Jennifer Nettles Band – Story of Your Bones

Soul Miners Daughter – The River Song


I positioned myself in the serving area of the dining hall with thirty seconds to spare. With a moment of free time I reached out to locate my brothers and sisters. Emmett wasn't far away. He ran through his mind his encounter with Bella. She had run smack into him, a cunning plan of his to get a little laugh at her expense. I disapproved but had to admit that the look on her face was priceless. He focused on her clumsiness and the fact that she had changed physically. He saw that her muscles were more defined and her clothes no longer fit properly, they hung off of her. The childlike quality that her face held before was now gone. She appeared almost haunted like an abandoned house. He noted her sadness and lamented that she wouldn't entertain going to see Carlisle and Esme. Emmett rightfully blamed me.

I checked my watch.

Only seconds remained until my angel, my angry frustrated angel, would emerge from the door on the other side of the serving area. I had a mission to accomplish and my heart, my very core, lay in the balance. I needed her. She was the only thing in the universe that held any meaning for me. I loved her from my soul, damned or not the poor sad thing loved her and the rest of me agreed with it. Patience was a virtue that I would need to cultivate if I wanted her back in my arms.

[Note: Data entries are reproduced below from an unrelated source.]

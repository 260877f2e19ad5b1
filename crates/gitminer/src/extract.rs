// Copyright (c) 2026 - present Tim Ottinger
// SPDX-License-Identifier: MIT

//! The `extract` command: log source in, JSON out

use std::fs::File;
use std::io::{self, BufWriter, Write};

use gitminer_numstat::{ScanStats, TracingSink};
use thiserror::Error;
use tracing::info;

use crate::config::{ConfigError, ExtractArgs};
use crate::export::{ExportError, export_log};
use crate::source::SourceError;

/// Extraction errors
#[derive(Debug, Error)]
pub enum ExtractError {
    /// Invalid options
    #[error("Configuration error: {0}")]
    Config(#[from] ConfigError),

    /// The log source failed
    #[error("Source error: {0}")]
    Source(#[from] SourceError),

    /// Writing JSON failed
    #[error("Export error: {0}")]
    Export(#[from] ExportError),

    /// The output file could not be created
    #[error("Failed to create output file: {0}")]
    Output(#[source] io::Error),
}

/// Run `extract` with the given options
///
/// # Errors
///
/// Returns `ExtractError` if the options are invalid, the source cannot be
/// read, or the output cannot be written.
pub fn run(args: &ExtractArgs) -> Result<ScanStats, ExtractError> {
    args.validate()?;

    let mut reader = args.source().open()?;

    let writer: Box<dyn Write> = match &args.output {
        Some(path) => Box::new(BufWriter::new(
            File::create(path).map_err(ExtractError::Output)?,
        )),
        None => Box::new(BufWriter::new(io::stdout().lock())),
    };

    let stats = export_log(reader.by_ref(), writer, args.format, TracingSink)?;
    reader.finish()?;

    info!(
        blocks = stats.blocks,
        commits = stats.commits,
        merges = stats.merges,
        dropped = stats.dropped,
        "Extraction complete"
    );
    Ok(stats)
}

#[cfg(test)]
mod tests {
    use super::*;
    use std::path::{Path, PathBuf};

    fn fixture() -> PathBuf {
        Path::new(env!("CARGO_MANIFEST_DIR")).join("tests/fixtures/numstat-sample.log")
    }

    #[test]
    fn test_run_rejects_missing_input() {
        let args = ExtractArgs {
            input: Some(PathBuf::from("/nonexistent/path/12345.log")),
            ..Default::default()
        };
        assert!(matches!(run(&args), Err(ExtractError::Config(_))));
    }

    #[test]
    fn test_rejected_source_creates_no_output_file() {
        let output = std::env::temp_dir()
            .join(format!("gitminer-extract-unused-{}.json", std::process::id()));
        let _ = std::fs::remove_file(&output);
        let args = ExtractArgs {
            repo: Some(std::env::temp_dir().join(format!(
                "gitminer-not-a-repo-{}",
                std::process::id()
            ))),
            output: Some(output.clone()),
            ..Default::default()
        };
        // Fails validation before anything is created
        assert!(run(&args).is_err());
        assert!(!output.exists());
    }

    #[test]
    fn test_run_writes_output_file() {
        let output = std::env::temp_dir()
            .join(format!("gitminer-extract-{}.json", std::process::id()));
        let args = ExtractArgs {
            input: Some(fixture()),
            output: Some(output.clone()),
            ..Default::default()
        };

        let stats = run(&args).expect("extract should succeed");
        let written = std::fs::read_to_string(&output).expect("output written");
        let _ = std::fs::remove_file(&output);

        assert_eq!(stats.commits, 4);
        assert_eq!(stats.dropped, 1);
        let json: serde_json::Value = serde_json::from_str(&written).expect("valid JSON");
        assert_eq!(json.as_array().map(Vec::len), Some(4));
    }
}
// Copyright (c) 2026 - present Tim Ottinger
// SPDX-License-Identifier: MIT

//! Commit record and file stat types

use chrono::{DateTime, FixedOffset, NaiveDate, Utc};
use serde::{Deserialize, Serialize};

/// A commit parsed from `git log --numstat` output
#[derive(Debug, Clone, PartialEq, Eq, Serialize, Deserialize)]
pub struct CommitRecord {
    /// The commit hash
    pub hash: String,
    /// Author email, taken from between the angle brackets
    pub author: String,
    /// Commit message, one trimmed line per physical line
    pub message: String,
    /// Author date with its original UTC offset
    pub timestamp: DateTime<FixedOffset>,
}

impl CommitRecord {
    /// Create a new commit record
    #[must_use]
    pub fn new(
        hash: impl Into<String>,
        author: impl Into<String>,
        message: impl Into<String>,
        timestamp: DateTime<FixedOffset>,
    ) -> Self {
        Self {
            hash: hash.into(),
            author: author.into(),
            message: message.into(),
            timestamp,
        }
    }

    /// Validate that a hash is a full 40-character hex string
    #[must_use]
    pub fn is_valid_hash(hash: &str) -> bool {
        hash.len() == 40 && hash.chars().all(|c| c.is_ascii_hexdigit())
    }

    /// Get the short hash (first 7 characters)
    #[must_use]
    pub fn short_hash(&self) -> &str {
        &self.hash[..7.min(self.hash.len())]
    }

    /// Get the first line of the commit message (subject)
    #[must_use]
    pub fn subject(&self) -> &str {
        self.message.lines().next().unwrap_or("")
    }

    /// The commit timestamp converted to UTC
    #[must_use]
    pub fn utc_timestamp(&self) -> DateTime<Utc> {
        self.timestamp.with_timezone(&Utc)
    }

    /// Calendar day of the commit in the author's own offset
    #[must_use]
    pub fn date(&self) -> NaiveDate {
        self.timestamp.date_naive()
    }
}

/// One line of a commit's stat section
#[derive(Debug, Clone, PartialEq, Eq, Serialize, Deserialize)]
pub struct FileStat {
    /// Path as printed by git, embedded whitespace included
    pub path: String,
    /// Lines added; `None` for binary files
    pub insertions: Option<u64>,
    /// Lines removed; `None` for binary files
    pub deletions: Option<u64>,
}

impl FileStat {
    /// Create a stat entry for a text file
    #[must_use]
    pub fn text(path: impl Into<String>, insertions: u64, deletions: u64) -> Self {
        Self {
            path: path.into(),
            insertions: Some(insertions),
            deletions: Some(deletions),
        }
    }

    /// Create a stat entry for a binary file (`-` counts)
    #[must_use]
    pub fn binary(path: impl Into<String>) -> Self {
        Self {
            path: path.into(),
            insertions: None,
            deletions: None,
        }
    }

    /// Check if git reported this file as binary
    #[must_use]
    pub fn is_binary(&self) -> bool {
        self.insertions.is_none() && self.deletions.is_none()
    }
}
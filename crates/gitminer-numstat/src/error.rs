// Copyright (c) 2026 - present Tim Ottinger
// SPDX-License-Identifier: MIT

//! Error types for gitminer-numstat

use thiserror::Error;

/// Structural errors raised when a line does not fit the grammar expected
/// by the current parser state
#[derive(Debug, Clone, PartialEq, Error)]
pub enum ParseError {
    /// Non-blank content where a `commit <hash>` line was expected
    #[error("Expected a commit line, found: {line}")]
    UnexpectedLine {
        /// The offending line
        line: String,
    },

    /// The token after `commit` is not a hex object id
    #[error("Invalid commit hash: {hash}")]
    InvalidHash {
        /// The rejected token
        hash: String,
    },

    /// The line after the commit line is neither `Author:` nor `Merge:`
    #[error("Expected an Author line, found: {line}")]
    MissingAuthor {
        /// The offending line
        line: String,
    },

    /// The line after the author line does not start with `Date:`
    #[error("Expected a Date line, found: {line}")]
    MissingDate {
        /// The offending line
        line: String,
    },

    /// The `Date:` line does not follow the git default date format
    #[error("Invalid date '{value}': {source}")]
    InvalidDate {
        /// The text after `Date:`
        value: String,
        /// Underlying chrono error
        #[source]
        source: chrono::ParseError,
    },

    /// A line in the stat section without two leading count fields
    #[error("Malformed stat line: {line}")]
    MalformedStat {
        /// The offending line
        line: String,
    },

    /// The block ended before its stat section was complete
    #[error("Block ended in state {state}")]
    Truncated {
        /// Name of the state the parser was left in
        state: &'static str,
    },
}

/// A dropped block, as reported to an [`ErrorSink`](crate::driver::ErrorSink)
#[derive(Debug, Clone, PartialEq, Error)]
#[error("Dropped commit {}: line {line}: {error}", .hash.as_deref().unwrap_or("<unknown>"))]
pub struct BlockError {
    /// Commit hash, if the commit line had been read
    pub hash: Option<String>,
    /// 1-based line number within the block
    pub line: usize,
    /// What went wrong
    #[source]
    pub error: ParseError,
}

#[cfg(test)]
mod tests {
    use super::*;
    use similar_asserts::assert_eq;

    #[test]
    fn test_malformed_stat_display() {
        let err = ParseError::MalformedStat {
            line: "This isn't right".to_string(),
        };
        assert_eq!(err.to_string(), "Malformed stat line: This isn't right");
    }

    #[test]
    fn test_block_error_display_with_hash() {
        let err = BlockError {
            hash: Some("8e0d5ec".to_string()),
            line: 3,
            error: ParseError::MissingDate {
                line: "oops".to_string(),
            },
        };
        assert_eq!(
            err.to_string(),
            "Dropped commit 8e0d5ec: line 3: Expected a Date line, found: oops"
        );
    }

    #[test]
    fn test_block_error_display_without_hash() {
        let err = BlockError {
            hash: None,
            line: 1,
            error: ParseError::Truncated { state: "Ready" },
        };
        assert_eq!(
            err.to_string(),
            "Dropped commit <unknown>: line 1: Block ended in state Ready"
        );
    }
}
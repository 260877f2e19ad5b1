// Copyright (c) 2026 - present Tim Ottinger
// SPDX-License-Identifier: MIT

//! gitminer: turn `git log --numstat` output into commit records
//!
//! Reads a numstat log from a file, stdin, or a `git log` subprocess and
//! writes each commit with the files it touched as JSON on stdout.

use anyhow::Context;
use clap::Parser;
use tracing::debug;

use gitminer::config::{Command, Config};
use gitminer::{extract, init_logging};

fn main() -> anyhow::Result<()> {
    let config = Config::parse();
    init_logging(config.log_level());
    debug!(?config, "Starting gitminer");

    match config.command_or_default() {
        Command::Extract(args) => {
            extract::run(&args).context("extract failed")?;
        }
    }
    Ok(())
}
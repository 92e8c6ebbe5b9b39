//! Perspective camera, projection and the uniform that carries both to the shaders.

use cgmath::{Matrix4, Point3, Rad, Vector3, perspective};
use wgpu::util::DeviceExt;

use crate::settings::CameraSettings;

// cgmath is built for OpenGL's clip space (z in -1..1), wgpu expects 0..1.
#[rustfmt::skip]
pub const OPENGL_TO_WGPU_MATRIX: Matrix4<f32> = Matrix4::new(
    1.0, 0.0, 0.0, 0.0,
    0.0, 1.0, 0.0, 0.0,
    0.0, 0.0, 0.5, 0.0,
    0.0, 0.0, 0.5, 1.0,
);

/// A camera placed at `position` looking at `target` with y up.
///
/// The orbit controls own the authoritative target and keep `target` in sync.
#[derive(Clone, Debug, PartialEq)]
pub struct Camera {
    pub position: Point3<f32>,
    pub target: Point3<f32>,
    pub up: Vector3<f32>,
}

impl Camera {
    pub fn new<P: Into<Point3<f32>>, T: Into<Point3<f32>>>(position: P, target: T) -> Self {
        Self {
            position: position.into(),
            target: target.into(),
            up: Vector3::unit_y(),
        }
    }

    pub fn calc_matrix(&self) -> Matrix4<f32> {
        Matrix4::look_at_rh(self.position, self.target, self.up)
    }
}

impl From<&CameraSettings> for Camera {
    fn from(settings: &CameraSettings) -> Self {
        Camera::new(settings.position, settings.target)
    }
}

#[derive(Clone, Debug, PartialEq)]
pub struct Projection {
    aspect: f32,
    pub fovy: Rad<f32>,
    pub znear: f32,
    pub zfar: f32,
}

impl Projection {
    pub fn new<F: Into<Rad<f32>>>(width: u32, height: u32, fovy: F, znear: f32, zfar: f32) -> Self {
        Self {
            aspect: width.max(1) as f32 / height.max(1) as f32,
            fovy: fovy.into(),
            znear,
            zfar,
        }
    }

    /// Width and height are logical viewport units; only their ratio matters.
    pub fn resize(&mut self, width: u32, height: u32) {
        if width > 0 && height > 0 {
            self.aspect = width as f32 / height as f32;
        }
    }

    pub fn aspect(&self) -> f32 {
        self.aspect
    }

    pub fn calc_matrix(&self) -> Matrix4<f32> {
        OPENGL_TO_WGPU_MATRIX * perspective(self.fovy, self.aspect, self.znear, self.zfar)
    }
}

#[repr(C)]
#[derive(Debug, Copy, Clone, bytemuck::Pod, bytemuck::Zeroable)]
pub struct CameraUniform {
    view_position: [f32; 4],
    view_proj: [[f32; 4]; 4],
}

impl CameraUniform {
    pub fn new() -> Self {
        use cgmath::SquareMatrix;
        Self {
            view_position: [0.0; 4],
            view_proj: Matrix4::identity().into(),
        }
    }

    pub fn update_view_proj(&mut self, camera: &Camera, projection: &Projection) {
        self.view_position = camera.position.to_homogeneous().into();
        self.view_proj = (projection.calc_matrix() * camera.calc_matrix()).into();
    }

    pub fn view_position(&self) -> [f32; 3] {
        let [x, y, z, _] = self.view_position;
        [x, y, z]
    }
}

impl Default for CameraUniform {
    fn default() -> Self {
        Self::new()
    }
}

#[derive(Debug)]
pub struct CameraResources {
    pub camera: Camera,
    pub uniform: CameraUniform,
    pub buffer: wgpu::Buffer,
    pub bind_group: wgpu::BindGroup,
    pub bind_group_layout: wgpu::BindGroupLayout,
}

impl CameraResources {
    pub fn new(device: &wgpu::Device, camera: Camera, projection: &Projection) -> Self {
        let mut uniform = CameraUniform::new();
        uniform.update_view_proj(&camera, projection);

        let buffer = device.create_buffer_init(&wgpu::util::BufferInitDescriptor {
            label: Some("Camera Buffer"),
            contents: bytemuck::cast_slice(&[uniform]),
            usage: wgpu::BufferUsages::UNIFORM | wgpu::BufferUsages::COPY_DST,
        });

        let bind_group_layout = device.create_bind_group_layout(&wgpu::BindGroupLayoutDescriptor {
            entries: &[wgpu::BindGroupLayoutEntry {
                binding: 0,
                visibility: wgpu::ShaderStages::VERTEX | wgpu::ShaderStages::FRAGMENT,
                ty: wgpu::BindingType::Buffer {
                    ty: wgpu::BufferBindingType::Uniform,
                    has_dynamic_offset: false,
                    min_binding_size: None,
                },
                count: None,
            }],
            label: Some("camera_bind_group_layout"),
        });

        let bind_group = device.create_bind_group(&wgpu::BindGroupDescriptor {
            layout: &bind_group_layout,
            entries: &[wgpu::BindGroupEntry {
                binding: 0,
                resource: buffer.as_entire_binding(),
            }],
            label: Some("camera_bind_group"),
        });

        Self {
            camera,
            uniform,
            buffer,
            bind_group,
            bind_group_layout,
        }
    }

    /// Recompute the view-projection from the current camera and upload it.
    pub fn write_to_buffer(&mut self, queue: &wgpu::Queue, projection: &Projection) {
        self.uniform.update_view_proj(&self.camera, projection);
        queue.write_buffer(&self.buffer, 0, bytemuck::cast_slice(&[self.uniform]));
    }
}
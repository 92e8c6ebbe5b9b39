//! Loading assets from disk (or the page origin on the web) and turning scene
//! descriptions into GPU resources.
//!
//! Loads are fire-and-forget: a [`LoadRequest`] is resolved off the render thread
//! into a decoded [`Loaded`] image which is then uploaded by the render thread.
//! Until that happens every material slot is bound to a neutral placeholder.

use std::fmt;

use image::RgbaImage;

use crate::data_structures::{
    material::{MapKind, MaterialId},
    scene_graph::Scene,
    texture::{TextureOptions, validate_cube_faces},
};

pub mod material;
pub mod mesh;
pub mod texture;

/// Where a loaded 2D image ends up.
#[derive(Clone, Debug, PartialEq)]
pub enum TextureTarget {
    /// One map slot of a material.
    Map { material: MaterialId, kind: MapKind },
    /// Kept by name without being bound to any material.
    Library { name: String, options: TextureOptions },
}

#[derive(Clone, Debug, PartialEq)]
pub enum LoadRequest {
    Texture { target: TextureTarget, path: String },
    CubeMap { material: MaterialId, faces: [String; 6] },
}

impl fmt::Display for LoadRequest {
    fn fmt(&self, f: &mut fmt::Formatter<'_>) -> fmt::Result {
        match self {
            LoadRequest::Texture { path, .. } => write!(f, "texture {}", path),
            LoadRequest::CubeMap { faces, .. } => write!(f, "cube map {}", faces.join(", ")),
        }
    }
}

/// A decoded image waiting to be uploaded.
#[derive(Clone, Debug)]
pub enum Loaded {
    Texture { target: TextureTarget, image: RgbaImage },
    CubeMap { material: MaterialId, faces: Vec<RgbaImage> },
}

impl LoadRequest {
    /// Read and decode the request's image(s).
    pub async fn resolve(self, asset_root: &str) -> anyhow::Result<Loaded> {
        match self {
            LoadRequest::Texture { target, path } => {
                let image = texture::load_rgba(asset_root, &path).await?;
                Ok(Loaded::Texture { target, image })
            }
            LoadRequest::CubeMap { material, faces } => {
                let faces = texture::load_cube_faces(asset_root, &faces).await?;
                validate_cube_faces(&faces)?;
                Ok(Loaded::CubeMap { material, faces })
            }
        }
    }
}

/// Every map and environment referenced by the scene's materials, in material order.
pub fn material_requests(scene: &Scene) -> Vec<LoadRequest> {
    let mut requests = Vec::new();
    for (id, material) in scene.material_ids() {
        requests.extend(material.maps().map(|(kind, path)| LoadRequest::Texture {
            target: TextureTarget::Map { material: id, kind },
            path: path.to_string(),
        }));
        if let Some(faces) = material.env_map() {
            requests.push(LoadRequest::CubeMap {
                material: id,
                faces: faces.clone(),
            });
        }
    }
    requests
}
use anyhow::*;
use fs_extra::copy_items;
use fs_extra::dir::CopyOptions;
use std::env;
use std::path::PathBuf;

// Ships the showcase textures next to the build output. Without an assets/
// directory the scene still runs, every material slot keeps its placeholder.
fn main() -> Result<()> {
    println!("cargo:rerun-if-changed=assets");

    let manifest_dir = PathBuf::from(env::var("CARGO_MANIFEST_DIR")?);
    let assets_src = manifest_dir.join("assets");
    if !assets_src.exists() {
        println!(
            "cargo:warning=No assets/ directory found, textures will not load unless FLOW_ASSETS points at one"
        );
        return Ok(());
    }

    let out_dir = env::var("OUT_DIR")?;
    let mut copy_options = CopyOptions::new();
    copy_options.overwrite = true;
    copy_items(&[assets_src], out_dir, &copy_options)?;

    Ok(())
}
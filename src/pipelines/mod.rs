//! Render pipelines.
//!
//! - `standard`: metalness/roughness shading, one pipeline per side and blend mode
//! - `light`: the light uniform shared by all standard pipelines
//! - `panel`: flat coloured quads of the debug panel
//! - `text`: slider names and values on the panel (`ui` feature)

pub mod light;
pub mod panel;
pub mod standard;
#[cfg(feature = "ui")]
pub mod text;
//! The material showcase: a displaced, alpha-mapped door between an
//! environment-mapped sphere and torus.

use cgmath::Vector3;

use crate::{
    data_structures::{
        geometry::Geometry,
        material::{MapKind, MaterialId, Side, StandardMaterial},
        scene_graph::{Light, MeshNode, Scene},
        texture::TextureOptions,
    },
    panel::DebugPanel,
    resources::{LoadRequest, TextureTarget, material_requests},
};

pub const DOOR_MAPS: [(MapKind, &str); 7] = [
    (MapKind::Colour, "textures/door/color.jpg"),
    (MapKind::AmbientOcclusion, "textures/door/ambientOcclusion.jpg"),
    (MapKind::Alpha, "textures/door/alpha.jpg"),
    (MapKind::Displacement, "textures/door/height.jpg"),
    (MapKind::Metalness, "textures/door/metalness.jpg"),
    (MapKind::Normal, "textures/door/normal.jpg"),
    (MapKind::Roughness, "textures/door/roughness.jpg"),
];
pub const GRADIENT: &str = "textures/gradients/3.jpg";
pub const MATCAP: &str = "textures/matcaps/3.png";
pub const ENVIRONMENT_MAP: [&str; 6] = [
    "textures/environmentMaps/1/px.jpg",
    "textures/environmentMaps/1/nx.jpg",
    "textures/environmentMaps/1/py.jpg",
    "textures/environmentMaps/1/ny.jpg",
    "textures/environmentMaps/1/pz.jpg",
    "textures/environmentMaps/1/nz.jpg",
];

pub const SLIDER_STEP: f32 = 0.0001;

/// Everything the showcase needs before the first frame.
#[derive(Debug)]
pub struct Bootstrap {
    pub scene: Scene,
    pub panel: DebugPanel<Scene>,
    /// Texture loads to spawn once a GPU context exists.
    pub loads: Vec<LoadRequest>,
    pub door: MaterialId,
    pub environment: MaterialId,
}

pub fn door_material() -> StandardMaterial {
    let mut material = DOOR_MAPS
        .iter()
        .fold(StandardMaterial::new("door"), |material, (kind, path)| {
            material.with_map(*kind, path)
        });
    material.metalness = 0.0;
    material.roughness = 1.0;
    material.displacement_scale = 0.05;
    material.transparent = true;
    material.side = Side::Double;
    material
}

pub fn environment_material() -> StandardMaterial {
    let mut material = StandardMaterial::new("environment").with_env_map(ENVIRONMENT_MAP);
    material.metalness = 0.45;
    material.roughness = 0.0;
    material
}

/// Build the scene graph, its debug panel and the texture loads. Nothing is loaded
/// or uploaded here.
pub fn bootstrap() -> Bootstrap {
    let mut scene = Scene::new();
    let door = scene.add_material(door_material());
    let environment = scene.add_material(environment_material());

    scene.add_all([
        MeshNode::new("sphere", Geometry::sphere(0.5, 16, 16), environment).at(Vector3::new(-1.5, 0.0, 0.0)),
        MeshNode::new("plane", Geometry::plane(1.0, 1.0, 100, 100), door),
        MeshNode::new("torus", Geometry::torus(0.3, 0.2, 16, 32), environment).at(Vector3::new(1.5, 0.0, 0.0)),
    ]);
    scene.add_all([
        Light::ambient(Light::hex_colour(0xffffff), 0.5),
        Light::point(Light::hex_colour(0xffffff), 0.5, Vector3::new(2.0, 3.0, 4.0)),
    ]);

    let mut panel = DebugPanel::new();
    bind_scalar(&mut panel, door, "door metalness", |m| m.metalness, |m, v| m.metalness = v);
    bind_scalar(&mut panel, door, "door roughness", |m| m.roughness, |m, v| m.roughness = v);
    bind_scalar(&mut panel, environment, " metalness", |m| m.metalness, |m, v| m.metalness = v);
    bind_scalar(&mut panel, environment, " roughness", |m| m.roughness, |m, v| m.roughness = v);

    let mut loads = material_requests(&scene);
    loads.extend([GRADIENT, MATCAP].map(|path| LoadRequest::Texture {
        target: TextureTarget::Library {
            name: path.to_string(),
            options: TextureOptions::COLOUR,
        },
        path: path.to_string(),
    }));

    log::info!(
        "Scene bootstrapped with {} meshes, {} lights and {} texture loads",
        scene.mesh_count(),
        scene.light_count(),
        loads.len()
    );

    Bootstrap {
        scene,
        panel,
        loads,
        door,
        environment,
    }
}

/// Bind one `f32` field of a material to a `[0, 1]` slider.
fn bind_scalar(
    panel: &mut DebugPanel<Scene>,
    id: MaterialId,
    label: &str,
    get: fn(&StandardMaterial) -> f32,
    set: fn(&mut StandardMaterial, f32),
) {
    panel
        .add(
            move |scene| get(scene.material(id)),
            move |scene, value| set(scene.material_mut(id), value),
        )
        .min(0.0)
        .max(1.0)
        .step(SLIDER_STEP)
        .name(label);
}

I tortured myself with memories of kissing her and the burn in my throat flared; she would press herself closer than was strictly safe and sigh exposing her graceful, smooth neck. I could feel her heartbeat. Bella. I would not live without my Bella.

Suddenly the burn was very real. Fire shot down my throat and I turned to the door. I pulled the fire deeply into my lungs. There stood my beautiful Bella. Her jeans hung loosely on her hips and the white collared shirt she wore shimmered slightly under the fluorescent lights. She glanced at me first with shock and then apprehension. I was in motion without thought as she looked to the door like she intended to escape my company. That one act I could not allow. I had to talk to her. I was a man on a mission. She turned to the line and grabbed a tray. I copied her movement and she let out a mirthless laugh.

"What's so funny?" I leaned into her not only to get what little privacy could be afforded in a cafeteria line but also to draw in her sweet painful scent. Just being near her was intoxicating, an involuntary grin spread over my face. I desperately wished to hear her thoughts.

"Well, unless you know something I don't I'm pretty sure that they don't serve fresh mountain lion here. It scares the freshmen." Her face contorted in a condescending smile, "of course you are a freshman so…"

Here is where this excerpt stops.